Granet drew himself up. He looked every inch a soldier, and, curiously enough, he seemed in his bearing and attitude to be respecting the higher rank by virtue of which Thomson had spoken.
“To-morrow, as you have reminded me, is my tenth day, sir,” he said. “I shall report myself at your office at nine o’clock. Good-bye, Miss Conyers! I hope that even though I have failed, Major Thomson may persuade you to change your mind.”
He left the room. Geraldine was so amazed that she made no movement towards ringing the bell. She turned instead towards Thomson.
“What does it mean? You must tell me!” she insisted. “I am not a child.”

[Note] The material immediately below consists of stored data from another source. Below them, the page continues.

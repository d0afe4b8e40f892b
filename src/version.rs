//! Version information stamped on every journal record

/// Compile-time version from Cargo.toml
pub const VERSION: &str = env!("CARGO_PKG_VERSION");

/// Journal record schema; bump when a record layout changes incompatibly
pub const JOURNAL_SCHEMA: u32 = 1;

/// Version string written into the `version` field of journal records
pub fn record_version() -> String {
    format!("{}+j{}", VERSION, JOURNAL_SCHEMA)
}

#[cfg(test)]
mod tests {
    use super::*;

    #[test]
    fn test_record_version_carries_schema() {
        let v = record_version();
        assert!(v.starts_with(VERSION));
        assert!(v.ends_with("+j1"));
    }
}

“It means that what I have told you all along is the truth,” Thomson replied earnestly. “You thought, Geraldine, that I was narrow and suspicious. I had powers and an office and responsibilities, too, which you knew nothing of. That young man who has just left the room is in the pay of Germany. So is his uncle.”
“What, Sir Alfred Anselman?” she exclaimed. “Are you mad, Hugh?”
“Not in the least,” he assured her. “These are bald facts.”
“But Sir Alfred Anselman! He has done such wonderful things for the country. They all say that he ought to have been in the Cabinet. Hugh, you can’t be serious!”
“I am so far serious,” Thomson declared grimly, “that an hour ago we succeeded in decoding a message from Holland to Sir Alfred Anselman, advising him to leave London to-day. We are guessing what that means. We may be right and we may be wrong. We shall see. I come to beg you to leave the city for twenty-four hours. I find Granet on the same errand.”
“But they may have warned him—some personal friend may have done it,” she insisted. “He is a man with world-wide friends and world-wide connections.”